Les événements d’après la chronique de Guillaume Pelhisson

6Ce que Guillaume Pelhisson entend mettre par écrit, ce sont « certains faits accomplis par le Seigneur à Toulouse et dans le pays toulousain par l’intermédiaire des frères de l’ordre des Prêcheurs », au fond rien de moins que des Gesta Dei per Praedicatores11. D’après lui, Dominique aurait institué son ordre « contre les hérétiques et leurs croyants » et avec « l’aide, venant du cœur, de monseigneur Foulque, évêque de Toulouse ». Néanmoins, Pelhisson n’écrit pas pour rechercher la gloire de son ordre, « mais pour que nos successeurs dans notre ordre et les autres fidèles, en le voyant, sachent ce qu’ont souffert nos prédécesseurs pour la foi du Christ » et qu’ils « se préparent, si besoin et en cas de nécessité, à en faire ou plutôt en endurer autant ou plus ». Ici déjà, les dominicains sont présentés non comme des acteurs, mais bien comme des victimes.

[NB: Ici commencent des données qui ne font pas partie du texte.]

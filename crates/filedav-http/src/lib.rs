//! HTTP layer of filedav: method routing, body collection, response mapping,
//! and the hyper service.
//!
//! - **Routing** ([`router`]): maps the request method to a [`DavMethod`].
//! - **Request extraction** ([`request`]): pulls URL, `Depth` and `If-Match`
//!   into a [`DavRequest`].
//! - **Body collection** ([`collector`]): buffers uploads under a chunk
//!   ceiling, lazily, via [`RequestBody`].
//! - **Dispatch** ([`dispatch`], [`handler`]): the [`DavHandler`] trait and
//!   its [`FileStore`](filedav_core::FileStore)-backed implementation.
//! - **Responses** ([`response`]): success and error responses over a
//!   buffered `Full<Bytes>` body.
//! - **Service** ([`service`]) and **server** ([`server`]): the hyper
//!   `Service` and the accept loop.
//!
//! # Architecture
//!
//! ```text
//! HTTP Request
//!   -> DavHttpService (hyper Service)
//!     -> DavMethod routing (405 for anything else)
//!     -> DavRequest extraction
//!     -> RequestBody (not read yet)
//!     -> dispatch_request (DavHandler trait)
//!       -> FileStore read / list / write
//!     -> error_to_response
//!     -> Common response headers (x-request-id, Server)
//!   <- HTTP Response, or a closed connection if the body was cut off
//! ```
//!
//! # Usage
//!
//! ```rust,no_run
//! use filedav_core::FileStore;
//! use filedav_http::{DavHttpConfig, DavHttpService, FileStoreHandler};
//!
//! # async fn run() -> std::io::Result<()> {
//! let handler = FileStoreHandler::new(FileStore::new("."));
//! let service = DavHttpService::new(handler, DavHttpConfig::default());
//! let listener = tokio::net::TcpListener::bind("127.0.0.1:8000").await?;
//! filedav_http::serve(listener, service, async {
//!     tokio::signal::ctrl_c().await.ok();
//! })
//! .await;
//! # Ok(())
//! # }
//! ```

pub mod collector;
pub mod dispatch;
pub mod handler;
pub mod request;
pub mod response;
pub mod router;
pub mod server;
pub mod service;

pub use collector::{CollectError, RequestBody};
pub use dispatch::{DavHandler, dispatch_request};
pub use handler::FileStoreHandler;
pub use request::DavRequest;
pub use response::{DavResponse, error_to_response};
pub use router::DavMethod;
pub use server::serve;
pub use service::{ConnectionAborted, DavHttpConfig, DavHttpService};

7Pelhisson enchaîne avec « la paix faite à Paris à la semaine sainte de 1229 entre monseigneur le roi de France et l’Église d’une part, et le noble comte Raimond (VII) et ses alliés de l’autre », qu’il décrit comme une paix entre égaux, et non pas entre vainqueurs et vaincus. L’auteur n’entre pas dans les conditions de la paix, c’est-à-dire les obligations faites à Raimond VII de poursuivre les hérétiques, de payer les professeurs de l’université de Toulouse, etc., mais il accuse tout de suite les hérétiques de rompre la paix :

« Alors qu’à cette époque l’Église crut avoir la paix dans ce pays-là, les hérétiques et leurs croyants s’armèrent de plus en plus de maints efforts et ruses contre elle et les catholiques, au point de faire plus de mal à Toulouse et dans ces terres-là qu’ils n’en avaient fait à l’époque de la guerre12. »

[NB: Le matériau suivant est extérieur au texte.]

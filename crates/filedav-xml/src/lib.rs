//! WebDAV XML serialization for filedav.
//!
//! filedav only ever writes one kind of document: the `207 Multi-Status`
//! body of a `Depth: 1` PROPFIND, with one `<response>` per directory entry.
//!
//! # Conventions
//!
//! - Namespace: `DAV:` (default namespace, no prefix)
//! - XML declaration: `<?xml version="1.0" encoding="utf-8"?>`
//! - No indentation or whitespace between elements
//! - `href` holds the entry's resolved filesystem path, written without
//!   escaping

pub mod error;
pub mod serialize;

pub use error::XmlError;
pub use serialize::{DAV_NAMESPACE, DavSerialize, Multistatus, multistatus_to_xml, to_xml};
//! Building HTTP responses from resource results and [`DavError`]s.
//!
//! Every response body is fully buffered, so the response type is plain
//! `http::Response<Full<Bytes>>`. An empty body is `Full` over empty bytes.

use bytes::Bytes;
use http::StatusCode;
use http::header::{CONTENT_TYPE, ETAG, HeaderValue};
use http_body_util::Full;

use filedav_core::{DavError, DavResult, Resource};

/// Response type produced by the service.
pub type DavResponse = http::Response<Full<Bytes>>;

/// Content type of multistatus documents.
pub const XML_CONTENT_TYPE: &str = "application/xml; charset=utf-8";

/// Content type of plain-text error messages.
pub const TEXT_CONTENT_TYPE: &str = "text/plain; charset=utf-8";

fn with_body(status: StatusCode, body: Bytes) -> DavResponse {
    let mut response = http::Response::new(Full::new(body));
    *response.status_mut() = status;
    response
}

/// A response with no body, e.g. `204` after a write.
#[must_use]
pub fn status_only(status: StatusCode) -> DavResponse {
    with_body(status, Bytes::new())
}

/// `207 Multi-Status` carrying a serialized listing.
#[must_use]
pub fn multistatus(xml: Vec<u8>) -> DavResponse {
    let mut response = with_body(StatusCode::MULTI_STATUS, Bytes::from(xml));
    response
        .headers_mut()
        .insert(CONTENT_TYPE, HeaderValue::from_static(XML_CONTENT_TYPE));
    response
}

/// `200 OK` with the file's bytes and its fingerprint as `ETag`.
///
/// # Errors
///
/// [`DavError::Serialization`] if the fingerprint is not a valid header
/// value, which a hex digest always is.
pub fn resource(resource: Resource) -> DavResult<DavResponse> {
    let etag = HeaderValue::from_str(resource.fingerprint.as_str())
        .map_err(|e| DavError::Serialization(e.to_string()))?;
    let mut response = with_body(StatusCode::OK, resource.contents);
    response.headers_mut().insert(ETAG, etag);
    Ok(response)
}

/// Convert an error into the response sent to the client.
///
/// The status comes from [`DavError::status_code`]. Errors with a
/// [`client_message`](DavError::client_message) get it as a `text/plain`
/// body; all others get an empty body. Internal details (paths, OS errors)
/// are never included.
#[must_use]
pub fn error_to_response(err: &DavError) -> DavResponse {
    match err.client_message() {
        Some(message) => {
            let body = Bytes::from_static(message.as_bytes());
            let mut response = with_body(err.status_code(), body);
            response
                .headers_mut()
                .insert(CONTENT_TYPE, HeaderValue::from_static(TEXT_CONTENT_TYPE));
            response
        }
        None => status_only(err.status_code()),
    }
}
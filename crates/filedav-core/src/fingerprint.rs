//! Content fingerprints used as ETags.
//!
//! A [`Fingerprint`] is the lowercase hex MD5 digest of a file's bytes. It
//! identifies content, not files: two files with identical bytes share a
//! fingerprint. MD5 is used for uniqueness only and is not a security
//! boundary.

use std::fmt;

use md5::{Digest, Md5};

/// Hex-encoded MD5 digest of a byte sequence.
#[derive(Debug, Clone, PartialEq, Eq, Hash)]
pub struct Fingerprint(String);

impl Fingerprint {
    /// Compute the fingerprint of `data`.
    ///
    /// # Examples
    ///
    /// ```
    /// use filedav_core::fingerprint::Fingerprint;
    ///
    /// let fp = Fingerprint::of(b"hi");
    /// assert_eq!(fp.as_str(), "49f68a5c8493ec2c0bf489821c21fc3b");
    /// ```
    #[must_use]
    pub fn of(data: &[u8]) -> Self {
        Self(hex::encode(Md5::digest(data)))
    }

    /// The hex digest.
    #[must_use]
    pub fn as_str(&self) -> &str {
        &self.0
    }

    /// Whether a client-supplied `If-Match` token names this fingerprint.
    ///
    /// The comparison is exact: quoted or weak (`W/"..."`) tokens do not match.
    #[must_use]
    pub fn matches(&self, token: &str) -> bool {
        self.0 == token
    }
}

impl fmt::Display for Fingerprint {
    fn fmt(&self, f: &mut fmt::Formatter<'_>) -> fmt::Result {
        f.write_str(&self.0)
    }
}
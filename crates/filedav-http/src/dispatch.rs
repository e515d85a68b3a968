//! Dispatch of routed requests to a handler.
//!
//! [`DavHandler`] is the boundary between the HTTP layer and the resource
//! operations. [`FileStoreHandler`](crate::handler::FileStoreHandler) is the
//! implementation the server uses; tests can plug in their own.

use std::future::Future;
use std::pin::Pin;

use filedav_core::DavError;

use crate::collector::RequestBody;
use crate::request::DavRequest;
use crate::response::DavResponse;

/// Boxed future returned by [`DavHandler::handle_request`].
pub type HandlerFuture = Pin<Box<dyn Future<Output = Result<DavResponse, DavError>> + Send>>;

/// Trait implemented by the resource backend.
///
/// The returned future must not borrow `self`; implementations clone what
/// they need (see [`FileStore`](filedav_core::FileStore), which is cheap to
/// clone).
pub trait DavHandler: Send + Sync + 'static {
    /// Handle a routed request and produce a response.
    ///
    /// `body` is unread. Implementations collect it only once they know
    /// they will use it.
    fn handle_request(&self, request: DavRequest, body: RequestBody) -> HandlerFuture;
}

/// Dispatch a routed request to the handler.
///
/// # Errors
///
/// Whatever the handler returns. The service maps errors to responses, or
/// drops the connection for [`DavError::BodyAborted`].
pub async fn dispatch_request<H: DavHandler>(
    handler: &H,
    request: DavRequest,
    body: RequestBody,
) -> Result<DavResponse, DavError> {
    tracing::debug!(
        method = %request.method,
        url = %request.url,
        depth = ?request.depth,
        if_match = ?request.if_match,
        "dispatching WebDAV request"
    );
    handler.handle_request(request, body).await
}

8Les hérétiques se seraient aussi moqués des maîtres qui avaient été envoyés en grand nombre de Paris à Toulouse, « pour qu’il y eût là une Université et que la Foi y fût enseignée13 ».

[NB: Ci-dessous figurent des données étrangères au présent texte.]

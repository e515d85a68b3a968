//! Error types for filedav resource operations.
//!
//! Every failure is scoped to a single request. [`DavError::status_code`] and
//! [`DavError::client_message`] give the HTTP status and the plain-text body
//! sent to the client; anything more detailed stays in the server log.
//!
//! # Usage
//!
//! ```
//! use filedav_core::error::DavError;
//!
//! let err = DavError::PreconditionFailed;
//! assert_eq!(err.status_code(), http::StatusCode::PRECONDITION_FAILED);
//! assert!(err.client_message().is_none());
//! ```

use std::io;
use std::path::PathBuf;

/// filedav error type.
#[derive(Debug, thiserror::Error)]
pub enum DavError {
    // -----------------------------------------------------------------------
    // Client protocol errors
    // -----------------------------------------------------------------------
    /// A path segment of the request URL contains an invalid percent-escape
    /// or does not decode to UTF-8.
    #[error("malformed percent-encoding in request path: {url}")]
    MalformedPath {
        /// The raw request URL.
        url: String,
    },

    /// PROPFIND was sent with a `Depth` other than `1`.
    #[error("unsupported PROPFIND depth: {depth:?}")]
    UnsupportedDepth {
        /// The header value, if present.
        depth: Option<String>,
    },

    /// The request method has no handler.
    #[error("method not allowed: {method}")]
    MethodNotAllowed {
        /// The request method.
        method: String,
    },

    // -----------------------------------------------------------------------
    // Not-found errors
    // -----------------------------------------------------------------------
    /// The file could not be read (missing, a directory, or not permitted).
    #[error("failed to read file {}", path.display())]
    NotFound {
        /// The resolved path.
        path: PathBuf,
        /// The underlying I/O error.
        #[source]
        source: io::Error,
    },

    /// The directory could not be enumerated.
    #[error("failed to read directory {}", path.display())]
    DirectoryNotFound {
        /// The resolved path.
        path: PathBuf,
        /// The underlying I/O error.
        #[source]
        source: io::Error,
    },

    // -----------------------------------------------------------------------
    // Conditional request errors
    // -----------------------------------------------------------------------
    /// The `If-Match` token does not equal the current fingerprint.
    #[error("If-Match precondition failed")]
    PreconditionFailed,

    // -----------------------------------------------------------------------
    // Server-side errors
    // -----------------------------------------------------------------------
    /// A directory entry could not be stat'ed after enumeration succeeded.
    #[error("failed to stat directory entry {}", path.display())]
    EntryStat {
        /// The resolved path of the entry.
        path: PathBuf,
        /// The underlying I/O error.
        #[source]
        source: io::Error,
    },

    /// Writing the file failed (disk full, permission denied, ...).
    #[error("failed to write file {}", path.display())]
    WriteFailed {
        /// The resolved path.
        path: PathBuf,
        /// The underlying I/O error.
        #[source]
        source: io::Error,
    },

    /// The multistatus document could not be produced.
    #[error("failed to serialize response: {0}")]
    Serialization(String),

    // -----------------------------------------------------------------------
    // Transport errors
    // -----------------------------------------------------------------------
    /// The request body was not received in full: either the client went
    /// away or the upload exceeded the chunk ceiling.
    #[error("request body aborted: {reason}")]
    BodyAborted {
        /// What cut the body off.
        reason: String,
    },
}

impl DavError {
    /// The HTTP status code this error maps to.
    ///
    /// [`DavError::BodyAborted`] never reaches the client; its status is only
    /// used for logging.
    #[must_use]
    pub fn status_code(&self) -> http::StatusCode {
        match self {
            Self::MalformedPath { .. } | Self::WriteFailed { .. } => http::StatusCode::BAD_REQUEST,
            Self::UnsupportedDepth { .. } => http::StatusCode::FORBIDDEN,
            Self::MethodNotAllowed { .. } => http::StatusCode::METHOD_NOT_ALLOWED,
            Self::NotFound { .. } | Self::DirectoryNotFound { .. } => http::StatusCode::NOT_FOUND,
            Self::PreconditionFailed => http::StatusCode::PRECONDITION_FAILED,
            Self::EntryStat { .. } | Self::Serialization(_) => {
                http::StatusCode::INTERNAL_SERVER_ERROR
            }
            Self::BodyAborted { .. } => http::StatusCode::BAD_REQUEST,
        }
    }

    /// The plain-text body sent to the client, if any.
    #[must_use]
    pub fn client_message(&self) -> Option<&'static str> {
        match self {
            Self::MalformedPath { .. } => Some("malformed request path\n"),
            Self::UnsupportedDepth { .. } => Some("PROPFIND requests are limited to `Depth: 1`\n"),
            Self::DirectoryNotFound { .. } => Some("failed to read directory\n"),
            Self::WriteFailed { .. } => Some("failed to write file\n"),
            Self::MethodNotAllowed { .. }
            | Self::NotFound { .. }
            | Self::PreconditionFailed
            | Self::EntryStat { .. }
            | Self::Serialization(_)
            | Self::BodyAborted { .. } => None,
        }
    }

    /// Whether the connection must be dropped instead of answered.
    #[must_use]
    pub fn aborts_connection(&self) -> bool {
        matches!(self, Self::BodyAborted { .. })
    }
}

impl From<std::convert::Infallible> for DavError {
    fn from(never: std::convert::Infallible) -> Self {
        match never {}
    }
}

/// Convenience result type for filedav operations.
pub type DavResult<T> = Result<T, DavError>;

9Pelhisson décrit ensuite le couvent des dominicains de Toulouse, situé encore auprès de l’église Saint-Rome (Romain), que l’évêque Foulque, leur ami, leur a donné. Mais comme cette église est devenue trop petite, les frères doivent déménager, le 23 décembre 1230, en un jardin qu’ils ont acheté, l’année précédente, à un certain Bernard Raimond, du côté de la Cité, et en un autre jardin, du côté du Bourg, qu’un riche bourgeois de Toulouse, Pons de Capdenier, a acheté pour eux. Même si on déménage pour avoir plus de place – et le couvent y restera pendant des siècles, on doit se contenter « de très pauvres bâtiments, petits et modestes, en raison du manque de place et d’argent ». Pelhisson parle de la « vie étroite et pauvre pour le manger et le vêtement » que les Frères mènent longtemps « avec allégresse et dévotion ». Les choses commencent à bouger quand « un jour, un de nos Frères qui prêchait dit dans son sermon qu’il y avait des parfaits cathares en ville, qu’ils y tenaient leurs réunions et semaient leurs hérésies ». C’était une très classique provocation par la prédication14 – on provoque les réactions du public pour voir si les parfaits cathares qui, selon le traité de Paris, auraient dû être bannis par le comte et la ville de Toulouse15, sont vraiment partis. La provocation ne manque pas sa cible, « les gens de la ville […] sont très agités et choqués » de ce sermon16, et les consuls convoquent le prieur à la Maison de commune et lui ordonnent « de dire aux Frères de ne plus se permettre de prêcher ainsi »; ils disent « qu’ils le prendraient très mal, si l’on disait qu’il y avait des parfaits, alors qu’il n’y en avait aucun parmi eux, à ce qu’ils affirmaient17 ».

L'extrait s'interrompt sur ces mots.